The dominance of the dollar and U.S. financial hegemony would likely have ended had the U.S. not struck an agreement with the Saudis in 1974 to make all purchases of Saudi Arabian oil in U.S. dollars. Oil, like gold, is a commodity and oil is the new gold. In fact, the annual oil market is roughly ten times the size of the gold market.

The upshot of the Saudi’s (and OPEC’s) willingness to trade their oil exclusively for U.S. dollars is that the dollar has remained the dominant world currency. Countries needed dollars to purchase oil so they stocked up on dollars and the excess dollars were then recycled into the U.S. economy to buy U.S. goods, services, and treasuries.

But if Saudi Arabia agrees to sell their oil to the Chinese for yuan rather than the dollar, as the Saudi’s are reportedly considering, this could spell the end of America’s previously enjoyed status as the world’s reserve currency.

This isn’t insignificant. In fact, such a shift would deal a catastrophic blow to the American economy and usher in a new era, in which the United States is supplanted by the Chinese as the world’s dominant superpower. It would hasten America’s fall and China’s rise. The world as we’ve known it would come to an abrupt end.

Unlike the U.S., Saudi Arabia, and Russia, China does not sit on vast, untapped sources of oil. They are not oil rich, as we are. Because of this, the Chinese must import oil. In 2017 China surpassed the United States as the world’s largest crude oil importer. Russia is China’s largest supplier of oil, followed by Saudi Arabia. This gives the Chinese leverage to insist that their oil purchases be made in yuan, rather than dollars.

As China pays for more oil in yuan, rather than dollars, foreign suppliers will also have more yuan in their accounts. They will use their excess stocks of yuan, rather than dollars, to buy Chinese goods, services and Chinese government securities and bonds. This  will strengthen the Chinese market and promote the de-dollarization of the oil market.

China is using oil to de-dollarize the world economy. China is using oil to replace America. And the Biden Administration is ensuring that this happens.

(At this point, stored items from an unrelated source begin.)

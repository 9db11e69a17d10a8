//! tradesim — stock-market simulation and strategy backtesting toy.
//!
//! Hexagonal architecture: domain logic in [`domain`], port traits in [`ports`],
//! concrete implementations in [`adapters`].

pub mod domain;
pub mod ports;
pub mod adapters;
pub mod cli;
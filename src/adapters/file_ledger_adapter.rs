//! Append-only ledger file adapter.
//!
//! One line per transaction in the fixed format
//! `type,day,stock,shares,price,net` (amounts at 2 decimals). The file is
//! opened for append and created if absent. Concurrent appends to the same
//! file are a caller responsibility.

use std::fs::{self, File, OpenOptions};
use std::io::Write;
use std::path::{Path, PathBuf};

use crate::domain::error::TradesimError;
use crate::domain::ledger::LedgerRecord;
use crate::ports::ledger_port::LedgerPort;

pub struct FileLedger {
    path: PathBuf,
    file: File,
}

impl FileLedger {
    pub fn open<P: AsRef<Path>>(path: P) -> Result<Self, TradesimError> {
        let path = path.as_ref().to_path_buf();
        let file = OpenOptions::new().append(true).create(true).open(&path)?;
        Ok(FileLedger { path, file })
    }

    pub fn path(&self) -> &Path {
        &self.path
    }

    /// Parse every record from a ledger file, in order. Blank lines are
    /// tolerated; anything else malformed is an error.
    pub fn read_records<P: AsRef<Path>>(path: P) -> Result<Vec<LedgerRecord>, TradesimError> {
        let content = fs::read_to_string(path)?;
        content
            .lines()
            .filter(|line| !line.trim().is_empty())
            .map(str::parse)
            .collect()
    }
}

impl LedgerPort for FileLedger {
    fn append(&mut self, record: &LedgerRecord) -> Result<(), TradesimError> {
        writeln!(self.file, "{}", record.to_line())?;
        Ok(())
    }
}
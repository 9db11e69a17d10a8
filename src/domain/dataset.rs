//! Dataset assembly and column selection.
//!
//! A stored dataset keeps one volatility per column; its price matrix starts
//! at the initial-price row, so day 0 of every column is that stock's initial
//! price. Requests can select the stored columns closest to requested initial
//! prices or volatilities.

use rand::Rng;

use super::error::TradesimError;
use super::series::PriceMatrix;
use super::simulate;
use crate::ports::data_port::MarketDataPort;

/// Fixed horizon for generated datasets: five years of daily closes.
pub const DEFAULT_HORIZON_DAYS: usize = 1825;

#[derive(Debug, Clone, PartialEq)]
pub struct StockDataset {
    volatilities: Vec<f64>,
    prices: PriceMatrix,
}

impl StockDataset {
    pub fn new(volatilities: Vec<f64>, prices: PriceMatrix) -> Result<Self, TradesimError> {
        if volatilities.len() != prices.stocks() {
            return Err(TradesimError::Dataset {
                reason: format!(
                    "{} volatilities for {} price columns",
                    volatilities.len(),
                    prices.stocks()
                ),
            });
        }
        Ok(StockDataset {
            volatilities,
            prices,
        })
    }

    pub fn volatilities(&self) -> &[f64] {
        &self.volatilities
    }

    pub fn prices(&self) -> &PriceMatrix {
        &self.prices
    }

    /// The day-0 price of every column. An undefined day 0 (possible only in
    /// a hand-edited file) yields NaN, which no closest-match ever selects.
    pub fn initial_prices(&self) -> Vec<f64> {
        (0..self.prices.stocks())
            .map(|stock| self.prices.price(stock, 0).unwrap_or(f64::NAN))
            .collect()
    }
}

#[derive(Debug, Clone, Copy, PartialEq, Eq)]
pub enum DataMethod {
    Read,
    Generate,
}

/// A resolved price matrix plus any user-visible selection notices.
#[derive(Debug, Clone, PartialEq)]
pub struct DataSelection {
    pub matrix: PriceMatrix,
    pub notices: Vec<String>,
}

/// Resolve a price matrix per the request method.
///
/// `Read` loads the stored dataset and selects columns; `Generate` simulates
/// fresh series over [`DEFAULT_HORIZON_DAYS`] and requires both argument
/// lists. Missing arguments are usage errors with user-facing messages, not
/// panics.
pub fn get_data<R: Rng>(
    method: DataMethod,
    initial_prices: Option<&[f64]>,
    volatilities: Option<&[f64]>,
    port: &dyn MarketDataPort,
    rng: &mut R,
) -> Result<DataSelection, TradesimError> {
    match method {
        DataMethod::Read => {
            let dataset = port.load_dataset()?;
            select_columns(&dataset, initial_prices, volatilities)
        }
        DataMethod::Generate => {
            let (prices, vols) = match (initial_prices, volatilities) {
                (Some(p), Some(v)) => (p, v),
                (Some(_), None) => return Err(TradesimError::MissingVolatilities),
                (None, Some(_)) => return Err(TradesimError::MissingInitialPrices),
                (None, None) => return Err(TradesimError::MissingPricesAndVolatilities),
            };
            let matrix = simulate::generate_matrix(prices, vols, DEFAULT_HORIZON_DAYS, rng)?;
            Ok(DataSelection {
                matrix,
                notices: Vec::new(),
            })
        }
    }
}

/// Select the stored columns closest to the requested values.
///
/// With neither argument the whole dataset comes back unfiltered. With both,
/// selection is driven by the initial prices only and a notice reports the
/// ignored volatility argument. Every non-empty selection reports the stored
/// initial prices and volatilities actually found.
pub fn select_columns(
    dataset: &StockDataset,
    initial_prices: Option<&[f64]>,
    volatilities: Option<&[f64]>,
) -> Result<DataSelection, TradesimError> {
    let mut notices = Vec::new();

    let (targets, stored, volatility_ignored): (&[f64], Vec<f64>, bool) =
        match (initial_prices, volatilities) {
            (None, None) => {
                return Ok(DataSelection {
                    matrix: dataset.prices.clone(),
                    notices,
                });
            }
            (None, Some(targets)) => (targets, dataset.volatilities.clone(), false),
            (Some(targets), None) => (targets, dataset.initial_prices(), false),
            (Some(targets), Some(_)) => (targets, dataset.initial_prices(), true),
        };

    if dataset.prices.stocks() == 0 {
        return Err(TradesimError::Dataset {
            reason: "dataset has no columns to select from".into(),
        });
    }

    let indices: Vec<usize> = targets
        .iter()
        .map(|&target| closest_index(&stored, target))
        .collect();

    let found_prices: Vec<f64> = {
        let all = dataset.initial_prices();
        indices.iter().map(|&i| all[i]).collect()
    };
    let found_vols: Vec<f64> = indices.iter().map(|&i| dataset.volatilities[i]).collect();
    notices.push(format!(
        "Found data with initial prices {} and volatilities {}.",
        format_list(&found_prices),
        format_list(&found_vols)
    ));
    if volatility_ignored {
        notices.push("Input argument volatility ignored.".into());
    }

    let series = indices
        .iter()
        .map(|&i| dataset.prices.series(i).clone())
        .collect();
    let matrix = PriceMatrix::new(series)?;

    Ok(DataSelection { matrix, notices })
}

/// Index of the stored value with minimum absolute difference from `target`;
/// the first such index on ties. NaN entries never win.
fn closest_index(stored: &[f64], target: f64) -> usize {
    let mut best = 0;
    let mut best_distance = f64::INFINITY;
    for (i, &value) in stored.iter().enumerate() {
        let distance = (value - target).abs();
        if distance < best_distance {
            best = i;
            best_distance = distance;
        }
    }
    best
}

fn format_list(values: &[f64]) -> String {
    let joined = values
        .iter()
        .map(f64::to_string)
        .collect::<Vec<_>>()
        .join(", ");
    format!("[{joined}]")
}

In February, just before the Olympic Games began in China, Putin and Xi met face to face and unveiled a new deal estimated to be worth $117.5 billion for Russia to supply China with oil and gas. China would pay the Russians in yuan, rather than dollars. 

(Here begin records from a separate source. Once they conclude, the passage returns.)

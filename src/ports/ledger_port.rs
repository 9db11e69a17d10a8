//! Transaction ledger port trait.

use crate::domain::error::TradesimError;
use crate::domain::ledger::LedgerRecord;

/// Append-only sink for executed transactions. The ledger is the only
/// persisted entity in a simulation run; portfolio state is reconstructable
/// by replaying it.
pub trait LedgerPort {
    fn append(&mut self, record: &LedgerRecord) -> Result<(), TradesimError>;
}
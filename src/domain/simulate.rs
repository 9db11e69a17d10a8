//! Synthetic daily closing-price generation.
//!
//! Random-walk drift plus transient "news" shocks: each day has a small
//! chance of an event whose drift is applied additively to a short run of
//! subsequent days. Overlapping shocks accumulate.

use rand::Rng;
use rand_distr::StandardNormal;

use super::error::TradesimError;
use super::series::{PriceMatrix, PriceSeries};

/// Probability that a news event fires on any given day.
const NEWS_PROBABILITY: f64 = 0.01;

/// Duration of a news shock in days, inclusive on both ends.
const NEWS_DURATION_DAYS: std::ops::RangeInclusive<usize> = 3..=14;

/// Standard deviation of the news drift magnitude before volatility scaling.
const NEWS_MAGNITUDE_SIGMA: f64 = 2.0;

/// Generate a daily closing-price series of length `days`.
///
/// Day 0 is `initial_price` as given. Each later day adds a N(0, volatility)
/// increment and the accumulated news drift to the previous price. A price
/// that comes out at or below zero is recorded as undefined (bankruptcy),
/// which is absorbing: the rest of the series stays undefined and no further
/// randomness is consumed for it.
pub fn generate_price_series<R: Rng>(
    days: usize,
    initial_price: f64,
    volatility: f64,
    rng: &mut R,
) -> Result<PriceSeries, TradesimError> {
    if !volatility.is_finite() || volatility <= 0.0 {
        return Err(TradesimError::InvalidVolatility { value: volatility });
    }

    let mut values: Vec<Option<f64>> = vec![None; days];
    let mut total_drift = vec![0.0_f64; days];

    if days > 0 {
        values[0] = Some(initial_price);
    }

    for day in 1..days {
        let Some(previous) = values[day - 1] else {
            break;
        };

        let increment = rng.sample::<f64, _>(StandardNormal) * volatility;

        if rng.gen_bool(NEWS_PROBABILITY) {
            let magnitude = rng.sample::<f64, _>(StandardNormal) * NEWS_MAGNITUDE_SIGMA;
            let drift = magnitude * volatility;
            let duration = rng.gen_range(NEWS_DURATION_DAYS);
            let end = (day + duration).min(days);
            for slot in &mut total_drift[day..end] {
                *slot += drift;
            }
        }

        let price = previous + increment + total_drift[day];
        values[day] = (price > 0.0).then_some(price);
    }

    Ok(PriceSeries::new(values))
}

/// Generate one series per (initial price, volatility) pair.
pub fn generate_matrix<R: Rng>(
    initial_prices: &[f64],
    volatilities: &[f64],
    days: usize,
    rng: &mut R,
) -> Result<PriceMatrix, TradesimError> {
    if initial_prices.len() != volatilities.len() {
        return Err(TradesimError::UnpairedInputs {
            prices: initial_prices.len(),
            volatilities: volatilities.len(),
        });
    }

    let mut series = Vec::with_capacity(initial_prices.len());
    for (&price, &volatility) in initial_prices.iter().zip(volatilities) {
        series.push(generate_price_series(days, price, volatility, rng)?);
    }
    PriceMatrix::new(series)
}
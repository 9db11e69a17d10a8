//! In-memory ledger adapter for tests and dry runs.

use crate::domain::error::TradesimError;
use crate::domain::ledger::LedgerRecord;
use crate::ports::ledger_port::LedgerPort;

#[derive(Debug, Default)]
pub struct MemoryLedger {
    records: Vec<LedgerRecord>,
}

impl MemoryLedger {
    pub fn new() -> Self {
        Self::default()
    }

    pub fn records(&self) -> &[LedgerRecord] {
        &self.records
    }

    pub fn into_records(self) -> Vec<LedgerRecord> {
        self.records
    }
}

impl LedgerPort for MemoryLedger {
    fn append(&mut self, record: &LedgerRecord) -> Result<(), TradesimError> {
        self.records.push(record.clone());
        Ok(())
    }
}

As the Chinese are using their leverage as oil importers to de-dollarize the world economy, the Democrats are demanding that Biden declare a ‘climate emergency’ and issue an executive order banning all drilling on federal land. The federal government owns nearly one third of U.S. land. This would effectually end American oil production and ensure that both America and the rest of the world become reliant on foreign energy.

Not only is the Biden Administration preventing the United States from regaining the energy independence we enjoyed under President Trump, the anti-American regime is also paving the way for the rest of the world to look to Saudi Arabia and Russia to meet their energy demands; demands the Chinese are exploiting to de-dollarize the world economy. 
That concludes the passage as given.